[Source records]

______________________________

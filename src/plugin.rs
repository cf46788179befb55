//! EchoLoopPlugin - registers the loop's messages, resources and systems

use bevy::prelude::*;

use crate::cycle::{
    CycleRequest, LoopOrchestrator, apply_loop_settings, forget_destroyed_echoes,
    run_loop_orchestrator,
};
use crate::events::{EventBus, EventLogger, flush_event_log, update_event_bus_time};
use crate::input::{PlayerInput, request_cycle_from_input};
use crate::interaction::InteractionRequest;
use crate::playback::{EchoBlueprint, EchoSpawnService, drive_echoes};
use crate::player::apply_actor_input;
use crate::recording::record_frame;
use crate::settings::CurrentSettings;
use crate::world::{
    apply_interaction_requests, paint_world_objects, sync_gates, update_activation_zone,
    update_trigger_volumes,
};

/// Per-tick order of the loop. Chained: every set sees the previous set's writes.
#[derive(SystemSet, Debug, Clone, Copy, PartialEq, Eq, Hash)]
pub enum EchoLoopSet {
    /// Live actor input and motion
    Source,
    /// Trigger volumes and the activation zone
    Triggers,
    /// Cycle start/stop/timeout
    Orchestrate,
    /// Live actor sampling
    Record,
    /// Echo timelines
    Playback,
    /// Interaction handling and world state
    Effects,
}

/// Core loop systems. Resources already present (settings, spawn service,
/// orchestrator, event bus) are kept, so apps and tests can override them
/// before adding the plugin. Insert the `EventLogger` first to get a live bus.
pub struct EchoLoopPlugin;

impl Plugin for EchoLoopPlugin {
    fn build(&self, app: &mut App) {
        app.add_message::<CycleRequest>()
            .add_message::<InteractionRequest>()
            .init_resource::<PlayerInput>()
            .init_resource::<CurrentSettings>();

        let settings = app.world().resource::<CurrentSettings>().settings.clone();
        if !app.world().contains_resource::<LoopOrchestrator>() {
            app.insert_resource(LoopOrchestrator::new(
                settings.cycle_duration,
                settings.require_activation_zone,
            ));
        }
        if !app.world().contains_resource::<EchoSpawnService>() {
            app.insert_resource(EchoSpawnService::new(EchoBlueprint {
                max_echoes: settings.max_echoes,
            }));
        }
        // Only the event logger drains the bus, so without one it records nothing
        if !app.world().contains_resource::<EventBus>() {
            let bus = if app.world().contains_resource::<EventLogger>() {
                EventBus::new()
            } else {
                EventBus::disabled()
            };
            app.insert_resource(bus);
        }

        app.configure_sets(
            Update,
            (
                EchoLoopSet::Source,
                EchoLoopSet::Triggers,
                EchoLoopSet::Orchestrate,
                EchoLoopSet::Record,
                EchoLoopSet::Playback,
                EchoLoopSet::Effects,
            )
                .chain(),
        )
        .add_systems(
            Update,
            (
                (
                    update_event_bus_time,
                    apply_loop_settings,
                    request_cycle_from_input,
                    apply_actor_input,
                )
                    .chain()
                    .in_set(EchoLoopSet::Source),
                (update_trigger_volumes, update_activation_zone)
                    .chain()
                    .in_set(EchoLoopSet::Triggers),
                (forget_destroyed_echoes, run_loop_orchestrator)
                    .chain()
                    .in_set(EchoLoopSet::Orchestrate),
                record_frame.in_set(EchoLoopSet::Record),
                drive_echoes.in_set(EchoLoopSet::Playback),
                (
                    apply_interaction_requests,
                    sync_gates,
                    paint_world_objects,
                    flush_event_log.run_if(resource_exists::<EventLogger>),
                )
                    .chain()
                    .in_set(EchoLoopSet::Effects),
            ),
        );
    }
}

______________________________

### What you are asked to do:
Word for word, restate the entries from the first line to the line that has "#[derive(SystemSet, Debug, Clone, Copy, PartialEq, Eq, Hash)]", both included, and nothing else.

### Solution to the problem:
filename src/plugin.rs
repository cf46788179befb55
//! EchoLoopPlugin - registers the loop's messages, resources and systems

use bevy::prelude::*;

use crate::cycle::{
    CycleRequest, LoopOrchestrator, apply_loop_settings, forget_destroyed_echoes,
    run_loop_orchestrator,
};
use crate::events::{EventBus, EventLogger, flush_event_log, update_event_bus_time};
use crate::input::{PlayerInput, request_cycle_from_input};
use crate::interaction::InteractionRequest;
use crate::playback::{EchoBlueprint, EchoSpawnService, drive_echoes};
use crate::player::apply_actor_input;
use crate::recording::record_frame;
use crate::settings::CurrentSettings;
use crate::world::{
    apply_interaction_requests, paint_world_objects, sync_gates, update_activation_zone,
    update_trigger_volumes,
};

/// Per-tick order of the loop. Chained: every set sees the previous set's writes.
#[derive(SystemSet, Debug, Clone, Copy, PartialEq, Eq, Hash)]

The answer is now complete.